Example E01 : Pg 256

In [1]:
# All the quantities are expressed in SI units
from math import sqrt,pi
R = 287.;
gam = 1.4;
V_inf = 250.;

# (a)
# At sea level
T_inf = 288.;

# the velocity of sound is given by
a_inf = sqrt(gam*R*T_inf);

# thus the mach number can be calculated as
M_inf = V_inf/a_inf;

print"(a)The Mach number at sea level is:M_inf =",M_inf

# similarly for (b) and (c)
# (b)
# at 5km
T_inf = 255.7;

a_inf = sqrt(gam*R*T_inf);

M_inf = V_inf/a_inf;

print"(b)The Mach number at 5 km is: M_inf = ",M_inf

# (c)
# at 10km
T_inf = 223.3;

a_inf = sqrt(gam*R*T_inf);

M_inf = V_inf/a_inf;

print"(c)The Mach number at 10 km is: M_inf =",M_inf

(a)The Mach number at sea level is:M_inf = 0.73491785465
(b)The Mach number at 5 km is: M_inf =  0.779955236945
(c)The Mach number at 10 km is: M_inf = 0.834623638772

Example E02 : Pg 256

In [2]:
# All the quantities are expressed in SI units
import math 
T = 320;            # static temperature
V = 1000;           # velocity
gam = 1.4;          # ratio of specific heats
R = 287;            # universal gas constant

# the speed of sound is given by
a = math.sqrt(gam*R*T);

# the mach number can be calculated as
M = V/a;

print"The Mach number is:\nM =",M

The Mach number is:
M = 2.78881717658

Example E03 : Pg 257

In [3]:
# All the quantities are expressed in SI units

gam = 1.4;                    # ratio of specific heats

# (a)
M = 2;                        # Mach number

# the ratio of kinetic energy to internal energy is given by
ratio = gam*(gam-1)*M*M/2;

print"(a)The ratio of kinetic energy to internal energy is:",ratio

# similarly for (b)
# (b)
M = 20;

ratio = gam*(gam-1)*M*M/2;

print"\n(b)The ratio of kinetic energy to internal energy is:",ratio

(a)The ratio of kinetic energy to internal energy is: 1.12

(b)The ratio of kinetic energy to internal energy is: 112.0

Example E04 : Pg 259

In [4]:
# All the quantities are expressed in SI units

M = 2.79;        # Mach number
T = 320;         # static temperature from ex. 7.3
p = 1;           # static pressure in atm
gam = 1.4;

# from eq. (8.40)
T0 = T*(1+((gam-1)/2*M*M));

# from eq. (8.42)
p0 = p*((1+((gam-1)/2*M*M))**(gam/(gam-1)));

print"The total temperature and pressure are:\nT0 =",T0,"K","\nP0 =",p0,"atm"
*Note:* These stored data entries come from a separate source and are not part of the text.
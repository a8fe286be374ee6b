//! # Arbor Paths
//!
//! Element-tree addressing and the prefix tree used to track dirty locations.
//!
//! A [`Path`] leads from the root of an element tree to one element. Each step
//! is a [`Selector`]: either the nth child of a host element or the sub-element
//! a component rendered. The same structure addresses render state, so a
//! recorded path can be replayed later to re-evaluate exactly one component.
//!
//! [`PathTrie`] stores paths keyed by their selectors. The render driver uses a
//! presence-only trie ([`DirtyPaths`]) to collect the components whose state
//! changed between two render passes; context providers use a valued trie to
//! find the nearest provider above a consumer.

mod path;
mod trie;

pub use path::{Path, Selector};
pub use trie::{ChildrenUnder, PathTrie};

/// Presence-only trie of element locations that must be re-evaluated.
pub type DirtyPaths = PathTrie<()>;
The total temperature and pressure are:
T0 = 818.1824 K 
P0 = 26.7270201929 atm

Example E05 : Pg 260

In [5]:
# All the quantities are expressed in SI units
import math 
M = 3.5;        # Mach number
T = 180;         # static temperature from ex. 7.3
p = 0.3;           # static pressure in atm
gam = 1.4;
R = 287;

# from eq. (8.40)
T0 = T*(1+((gam-1)/2*M*M));

# from eq. (8.42)
p0 = p*((1+((gam-1)/2*M*M))**(gam/(gam-1)));

a = math.sqrt(gam*R*T);
V = a*M;

# the values at local sonic point are given by
T_star = T0*2/(gam+1);
a_star = math.sqrt(gam*R*T_star);
M_star = V/a_star;

print"T0 =",T0,"K","\nP0 =",p0,"atm","\nT* =",T_star,"k","\na* =",a_star,"m/s","\nM* =",M_star

T0 = 621.0 K 
P0 = 22.8816894716 atm 
T* = 517.5 k 
a* = 455.995065763 m/s 
M* = 2.06418738617

Example E06 : Pg 263

In [6]:
# All the quantities are expressed in SI units

p_inf = 1;
p1 = 0.7545;
M_inf = 0.6;
gam = 1.4;

# from eq. (8.42)
p0_inf = p_inf*((1+((gam-1)/2*M_inf*M_inf))**(gam/(gam-1)));

p0_1 = p0_inf;

# from eq. (8.42)
ratio = p0_1/p1;

# from appendix A, for this ratio, the Mach number is
M1 = 0.9;

print"The mach number at the given point is:\nM1 =",M1

The mach number at the given point is:
M1 = 0.9

Example E07 : Pg 268

In [7]:
# All the quantities are expressed in SI units
import math 
T_inf = 288;                                        # freestream temperature
p_inf = 1;                                          # freestream pressure
p1 = 0.7545;                                        # pressure at point 1
M = 0.9;                                            # mach number at point 1
gam = 1.4;                                          # ratio of specific heats
R=1.;#
# for isentropic flow, from eq. (7.32)
T1 = T_inf*((p1/p_inf)**((gam-1)/gam));

# the speed of sound at that point is thus
a1 = math.sqrt(gam*R*T1);

# thus, the velocity can be given as
V1 = M*a1;

print"The velocity at the given point is:\nV1 =",V1,"m/s"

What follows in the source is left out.